16S rRNA and nifH gene amplicon sequencing and sequence analysis

A targeted amplicon sequencing (TAS) approach as described by Green et al. [35] was used to amplify the V3-V4 variable region of the 16S rRNA gene with the CS1_341F (5′-ACACTGACGACATGGTTCTACACCTACGGGNGGCWGCAG-3′) and CS2_806R (5′-TACGGTAGCAGAGACTTGGTCTGACTACHVGGGTATCTAATCC-3′) primers. The PCR was performed in 25 µl reaction volumes with 1× PCR buffer, 2.5 mM MgCl2, 200 µM dNTPs, 0.25 µM of each primer and 0.3 µl Invitrogen Platinum Taq (Invitrogen, Carlsbad, CA, USA). The PCR conditions were 5 min denaturation at 95 °C, followed by 25 cycles of 40 s denaturation at 95 °C, annealing for 40 s at 53 °C and elongation for 60 s at 72 °C, and ending with a final elongation for 7 min at 72 °C. For amplification of the nifH gene, a nested PCR protocol was performed using the nifH3 and nifH4 primers in the first PCR followed by a second amplification with nifH1 and nifH2 primers [36] with CS1 and CS2 linkers [37]. For the PCR reaction mixtures 1× PCR buffer, 4 mM MgCl2, 200 µM dNTPs, 0.5 µM of each primer and 0.3 µl Invitrogen Platinum Taq (Invitrogen) were used. The PCR conditions were 3 min denaturation at 95 °C, followed by 25 cycles in the first amplification and 30 cycles in the second PCR of 30 s denaturation at 95 °C, annealing for 30 s at 55 °C for the first amplification and 57 °C for the second PCR and elongation for 45 s at 72 °C, and ending with a final elongation for 7 min at 72 °C.

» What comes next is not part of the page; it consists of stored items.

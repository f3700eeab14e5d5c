//! Prometheus metrics for the template service.
//!
//! - Catalog metrics (templates by kind, mutations by operation)
//! - Query and render counters
//! - Picker session metrics

mod helpers;

pub use helpers::{encode_metrics, CatalogMetrics, PickerMetrics};

use lazy_static::lazy_static;
use prometheus::{
    register_int_counter, register_int_counter_vec, register_int_gauge, register_int_gauge_vec,
    IntCounter, IntCounterVec, IntGauge, IntGaugeVec,
};

/// Prefix for all metrics
const METRIC_PREFIX: &str = "ara_templates";

lazy_static! {
    // ============================================================================
    // Catalog Metrics
    // ============================================================================

    /// Templates in the catalog by kind (builtin/custom)
    pub static ref CATALOG_TEMPLATES: IntGaugeVec = register_int_gauge_vec!(
        format!("{}_catalog_templates", METRIC_PREFIX),
        "Number of templates in the catalog",
        &["kind"]
    ).unwrap();

    /// Catalog version
    pub static ref CATALOG_VERSION: IntGauge = register_int_gauge!(
        format!("{}_catalog_version", METRIC_PREFIX),
        "Current catalog version"
    ).unwrap();

    /// Catalog mutations by operation and outcome
    pub static ref TEMPLATE_MUTATIONS_TOTAL: IntCounterVec = register_int_counter_vec!(
        format!("{}_mutations_total", METRIC_PREFIX),
        "Total catalog mutation requests",
        &["operation", "outcome"]
    ).unwrap();

    /// Filter queries served
    pub static ref TEMPLATE_QUERIES_TOTAL: IntCounter = register_int_counter!(
        format!("{}_queries_total", METRIC_PREFIX),
        "Total template filter queries"
    ).unwrap();

    /// Template renders (previews and confirmed notes)
    pub static ref TEMPLATE_RENDERS_TOTAL: IntCounter = register_int_counter!(
        format!("{}_renders_total", METRIC_PREFIX),
        "Total template renders"
    ).unwrap();

    // ============================================================================
    // Picker Metrics
    // ============================================================================

    /// Open picker sessions
    pub static ref PICKER_SESSIONS_ACTIVE: IntGauge = register_int_gauge!(
        format!("{}_picker_sessions_active", METRIC_PREFIX),
        "Number of open picker sessions"
    ).unwrap();

    /// Picker sessions expired by the sweeper
    pub static ref PICKER_SESSIONS_EXPIRED_TOTAL: IntCounter = register_int_counter!(
        format!("{}_picker_sessions_expired_total", METRIC_PREFIX),
        "Total picker sessions discarded after idling"
    ).unwrap();

    /// Notes created through the picker
    pub static ref NOTES_CREATED_TOTAL: IntCounter = register_int_counter!(
        format!("{}_notes_created_total", METRIC_PREFIX),
        "Total notes created from templates"
    ).unwrap();
}
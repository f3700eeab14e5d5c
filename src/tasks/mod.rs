//! Background tasks

mod session_sweeper;

pub use session_sweeper::SessionSweeper;
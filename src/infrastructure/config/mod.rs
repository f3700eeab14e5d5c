mod settings;

pub use settings::{CatalogConfig, LoggingConfig, PickerConfig, ServerConfig, Settings};
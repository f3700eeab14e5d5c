//! Template types and error definitions

use chrono::{DateTime, Utc};
use serde::{Deserialize, Serialize};
use thiserror::Error;

/// Maximum length of a template name
pub const MAX_NAME_LEN: usize = 256;

/// Maximum length of a category label
pub const MAX_CATEGORY_LEN: usize = 64;

/// Maximum length of a placeholder name
pub const MAX_VARIABLE_LEN: usize = 64;

/// Template-specific error type
#[derive(Debug, Error, Clone, PartialEq, Eq)]
pub enum TemplateError {
    #[error("Invalid template: {0}")]
    Validation(String),

    #[error("Template not found: {0}")]
    NotFound(String),

    #[error("Built-in template cannot be modified: {0}")]
    PermissionDenied(String),
}

/// Result type for template operations
pub type TemplateResult<T> = Result<T, TemplateError>;

/// A note template definition
#[derive(Debug, Clone, PartialEq, Eq, Serialize, Deserialize)]
pub struct Template {
    /// Stable identifier, assigned at creation
    pub id: String,

    /// Human-readable template name
    pub name: String,

    /// Free-text description
    #[serde(default)]
    pub description: String,

    /// Grouping label used by the category filter
    pub category: String,

    /// Search labels
    #[serde(default)]
    pub tags: Vec<String>,

    /// Display glyph, opaque to the catalog
    #[serde(default)]
    pub icon: String,

    /// Shipped templates are read-only
    pub is_builtin: bool,

    /// Note body with {{variable}} placeholders
    pub body: String,

    /// Declared placeholder names, in form order
    #[serde(default)]
    pub variables: Vec<String>,

    /// Creation timestamp
    #[serde(default = "Utc::now")]
    pub created_at: DateTime<Utc>,

    /// Last update timestamp
    #[serde(default = "Utc::now")]
    pub updated_at: DateTime<Utc>,
}

impl Template {
    /// Whether `name` is one of the declared variables
    pub fn declares(&self, name: &str) -> bool {
        self.variables.iter().any(|v| v == name)
    }

    /// Replace every mutable field with the (already validated) draft.
    pub(crate) fn apply(&mut self, draft: TemplateDraft) {
        self.name = draft.name;
        self.description = draft.description;
        self.category = draft.category;
        self.tags = draft.tags;
        self.icon = draft.icon;
        self.body = draft.body;
        self.variables = draft.variables;
        self.updated_at = Utc::now();
    }
}

/// Authoring payload for creating or replacing a custom template.
///
/// Carries no `id` and no built-in flag; both are owned by the catalog.
#[derive(Debug, Clone, Default, PartialEq, Eq, Serialize, Deserialize)]
pub struct TemplateDraft {
    #[serde(default)]
    pub name: String,

    #[serde(default)]
    pub description: String,

    #[serde(default)]
    pub category: String,

    #[serde(default)]
    pub tags: Vec<String>,

    #[serde(default)]
    pub icon: String,

    #[serde(default)]
    pub body: String,

    #[serde(default)]
    pub variables: Vec<String>,
}

impl TemplateDraft {
    /// Trim text fields and tidy the tag set.
    pub fn normalized(mut self) -> Self {
        self.name = self.name.trim().to_string();
        self.category = self.category.trim().to_string();

        let mut tags: Vec<String> = Vec::with_capacity(self.tags.len());
        for tag in self.tags {
            let tag = tag.trim();
            if tag.is_empty() {
                continue;
            }
            let lowered = tag.to_lowercase();
            if tags.iter().any(|t| t.to_lowercase() == lowered) {
                continue;
            }
            tags.push(tag.to_string());
        }
        self.tags = tags;

        self
    }

    /// Validate the draft
    pub fn validate(&self) -> TemplateResult<()> {
        let name_len = self.name.chars().count();
        if name_len == 0 || name_len > MAX_NAME_LEN {
            return Err(TemplateError::Validation(format!(
                "Name must be 1-{} characters",
                MAX_NAME_LEN
            )));
        }

        let category_len = self.category.chars().count();
        if category_len == 0 || category_len > MAX_CATEGORY_LEN {
            return Err(TemplateError::Validation(format!(
                "Category must be 1-{} characters",
                MAX_CATEGORY_LEN
            )));
        }

        for (index, variable) in self.variables.iter().enumerate() {
            if !is_valid_variable_name(variable) {
                return Err(TemplateError::Validation(format!(
                    "Invalid variable name: {:?}",
                    variable
                )));
            }

            if self.variables[..index].contains(variable) {
                return Err(TemplateError::Validation(format!(
                    "Duplicate variable: {}",
                    variable
                )));
            }
        }

        Ok(())
    }

    /// Build a stored template from this draft
    pub(crate) fn into_template(self, id: String, is_builtin: bool) -> Template {
        let now = Utc::now();
        Template {
            id,
            name: self.name,
            description: self.description,
            category: self.category,
            tags: self.tags,
            icon: self.icon,
            is_builtin,
            body: self.body,
            variables: self.variables,
            created_at: now,
            updated_at: now,
        }
    }
}

/// Placeholder names are non-empty, bounded, and free of whitespace and braces
pub fn is_valid_variable_name(name: &str) -> bool {
    !name.is_empty()
        && name.chars().take(MAX_VARIABLE_LEN + 1).count() <= MAX_VARIABLE_LEN
        && !name
            .chars()
            .any(|c| c.is_whitespace() || c == '{' || c == '}')
}

/// Change notification emitted after every effective catalog mutation
#[derive(Debug, Clone, PartialEq, Eq, Serialize)]
#[serde(tag = "type", rename_all = "snake_case")]
pub enum CatalogEvent {
    Created { id: String, version: u64 },
    Updated { id: String, version: u64 },
    Deleted { id: String, version: u64 },
}

impl CatalogEvent {
    /// SSE event name
    pub fn kind(&self) -> &'static str {
        match self {
            CatalogEvent::Created { .. } => "created",
            CatalogEvent::Updated { .. } => "updated",
            CatalogEvent::Deleted { .. } => "deleted",
        }
    }

    pub fn version(&self) -> u64 {
        match self {
            CatalogEvent::Created { version, .. }
            | CatalogEvent::Updated { version, .. }
            | CatalogEvent::Deleted { version, .. } => *version,
        }
    }
}

/// Ordered view of the catalog at a given version
#[derive(Debug, Clone, Serialize)]
pub struct CatalogSnapshot {
    pub version: u64,
    pub templates: Vec<Template>,
}

/// Response for listing templates
#[derive(Debug, Serialize)]
pub struct TemplateListResponse {
    /// Matching templates in catalog order
    pub templates: Vec<Template>,

    /// Total count
    pub total: usize,

    /// Catalog version the list was computed from
    pub version: u64,
}

#[cfg(test)]
mod tests {
    use super::*;

    fn draft() -> TemplateDraft {
        TemplateDraft {
            name: "Standup".to_string(),
            description: "Daily standup".to_string(),
            category: "Work".to_string(),
            tags: vec![],
            icon: String::new(),
            body: "Yesterday: {{yesterday}}".to_string(),
            variables: vec!["yesterday".to_string()],
        }
    }

    #[test]
    fn test_draft_validation_valid() {
        assert!(draft().validate().is_ok());
    }

    #[test]
    fn test_draft_validation_empty_name() {
        let mut d = draft();
        d.name = "   ".to_string();

        assert!(matches!(
            d.normalized().validate(),
            Err(TemplateError::Validation(_))
        ));
    }

    #[test]
    fn test_draft_validation_empty_category() {
        let mut d = draft();
        d.category = String::new();

        assert!(matches!(d.validate(), Err(TemplateError::Validation(_))));
    }

    #[test]
    fn test_draft_validation_bad_variable_name() {
        let mut d = draft();
        d.variables = vec!["due date".to_string()];
        assert!(matches!(d.validate(), Err(TemplateError::Validation(_))));

        d.variables = vec!["{x}".to_string()];
        assert!(matches!(d.validate(), Err(TemplateError::Validation(_))));
    }

    #[test]
    fn test_draft_validation_duplicate_variable() {
        let mut d = draft();
        d.variables = vec!["a".to_string(), "b".to_string(), "a".to_string()];

        assert!(matches!(d.validate(), Err(TemplateError::Validation(_))));
    }

    #[test]
    fn test_draft_validation_allows_unused_and_undeclared() {
        let mut d = draft();
        d.body = "{{undeclared}} only".to_string();
        d.variables = vec!["unused".to_string()];

        assert!(d.validate().is_ok());
    }

    #[test]
    fn test_draft_normalized_tags() {
        let mut d = draft();
        d.name = "  Standup  ".to_string();
        d.tags = vec![
            " daily ".to_string(),
            "".to_string(),
            "Daily".to_string(),
            "team".to_string(),
        ];

        let d = d.normalized();
        assert_eq!(d.name, "Standup");
        assert_eq!(d.tags, vec!["daily".to_string(), "team".to_string()]);
    }

    #[test]
    fn test_event_kind_and_version() {
        let event = CatalogEvent::Deleted {
            id: "x".to_string(),
            version: 7,
        };
        assert_eq!(event.kind(), "deleted");
        assert_eq!(event.version(), 7);
    }

    #[test]
    fn test_draft_missing_fields_fail_validation() {
        let d: TemplateDraft = serde_json::from_str(r#"{"category":"Work","body":"x"}"#).unwrap();
        assert!(matches!(d.validate(), Err(TemplateError::Validation(_))));

        let d: TemplateDraft = serde_json::from_str(r#"{"name":"Notes"}"#).unwrap();
        assert!(matches!(d.validate(), Err(TemplateError::Validation(_))));
    }

    #[test]
    fn test_long_variable_name_rejected() {
        assert!(is_valid_variable_name(&"a".repeat(MAX_VARIABLE_LEN)));
        assert!(!is_valid_variable_name(&"a".repeat(MAX_VARIABLE_LEN + 1)));
    }
}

For the seawater and bulk particle samples, 1 µl of the DNA extract was used as a template and PCR reactions were run in triplicates. For the individual particles, 2.5 µl of the lysed solution was used as a template. Negative extraction controls (blank filter) and negative PCR controls (only water instead of template) were included and did not result in any visible amplification when 5 µl amplification product was loaded onto a 1.4% agarose gel. The amplicons were submitted for sequencing to the DNA Services (DNAS) Facility at the University of Illinois at Chicago. At the DNAS Facility an additional PCR amplification was performed to incorporate barcodes and sequencing adaptors to the final amplicons. The sequencing was performed on an Illumina MiSeq sequencer using standard V3 chemistry with paired-end, 300 bp long reads and demultiplexing of reads was performed on instrument.

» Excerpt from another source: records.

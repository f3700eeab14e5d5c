//! Picker types and the note-created boundary

use serde::{Deserialize, Serialize};
use thiserror::Error;

use crate::template::{TemplateError, TemplateFilter};

/// Picker-specific error type
#[derive(Debug, Error, Clone, PartialEq, Eq)]
pub enum PickerError {
    #[error("No template selected")]
    NoSelection,

    #[error("Unknown variable: {0}")]
    UnknownVariable(String),

    #[error("Picker session not found: {0}")]
    SessionNotFound(String),

    #[error("Too many open picker sessions (limit {0})")]
    TooManySessions(usize),

    #[error(transparent)]
    Template(#[from] TemplateError),
}

/// Result type for picker operations
pub type PickerResult<T> = Result<T, PickerError>;

/// Note produced by confirming a template, shaped like the notes API create payload
#[derive(Debug, Clone, PartialEq, Eq, Serialize, Deserialize)]
pub struct NoteDraft {
    /// Template the note was created from
    pub template_id: String,
    pub title: String,
    pub content: String,
    pub tags: Vec<String>,
}

/// Receiver of finished notes.
///
/// Implementations persist or forward the note; the picker only hands it over.
pub trait NoteSink: Send + Sync {
    fn note_created(&self, note: &NoteDraft);
}

/// Sink that only records the note in the log
#[derive(Debug, Default, Clone, Copy)]
pub struct LoggingNoteSink;

impl NoteSink for LoggingNoteSink {
    fn note_created(&self, note: &NoteDraft) {
        tracing::info!(
            template_id = %note.template_id,
            title = %note.title,
            content_len = note.content.len(),
            "Note created from template"
        );
    }
}

/// One form field of the selected template
#[derive(Debug, Clone, PartialEq, Eq, Serialize)]
pub struct VariableField {
    pub name: String,
    pub value: String,
}

/// The selected template as shown in the variable form
#[derive(Debug, Clone, Serialize)]
pub struct SelectionView {
    pub template_id: String,
    pub name: String,
    pub fields: Vec<VariableField>,
    pub preview: String,
}

/// Everything a client needs to draw the picker
#[derive(Debug, Clone, Serialize)]
pub struct PickerView {
    pub session_id: String,
    pub filter: TemplateFilter,
    pub categories: Vec<String>,
    pub templates: Vec<crate::template::Template>,
    #[serde(skip_serializing_if = "Option::is_none")]
    pub selected: Option<SelectionView>,
}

For the 16S rRNA gene libraries, the forward and reverse FASTQ files were merged using PEAR [38]. To obtain high-quality data, the sequences were trimmed using a quality threshold of p = 0.01 in the software package CLC genomics workbench (v7; CLC Bio, Qiagen, Boston, MA, USA) and sequences that were less than 350 bp in length and lacked either primer were discarded. Chimeric sequences were identified using the USEARCH [39] algorithm as compared with the GreenGenes 13.8 database [40] and filtered from the dataset. De novo operational taxonomic unit (OTU) clusters (97% sequence similarity) were generated, taxonomy of the OTU centroid sequence was assigned using UCLUST in the QIIME v1.8 pipeline [41] and singletons were removed. Representative sequences for each OTU were generated and closest relatives were identified using Blastn. The libraries were rarefied to 15 000 sequence depth and samples with <15,000 sequences were removed. The number of observed OTUs, Shannon H and Chao1 diversity indices were calculated using Explicet [42]. A Bray–Curtis similarity matrix was calculated using the software package Primer6 (Primer-E). To identify OTUs whose abundance in seawater differed significantly from that in bulk particle samples based on hierarchal taxonomy, a two-sided Welch’s t-test with confidence intervals was used in the STAMP v2.01 software [43]. Statistical confidence intervals were calculated for a 95% nominal coverage. PERMANOVA analyses were done using the vegan package in R, and function adonis using 999 permutations.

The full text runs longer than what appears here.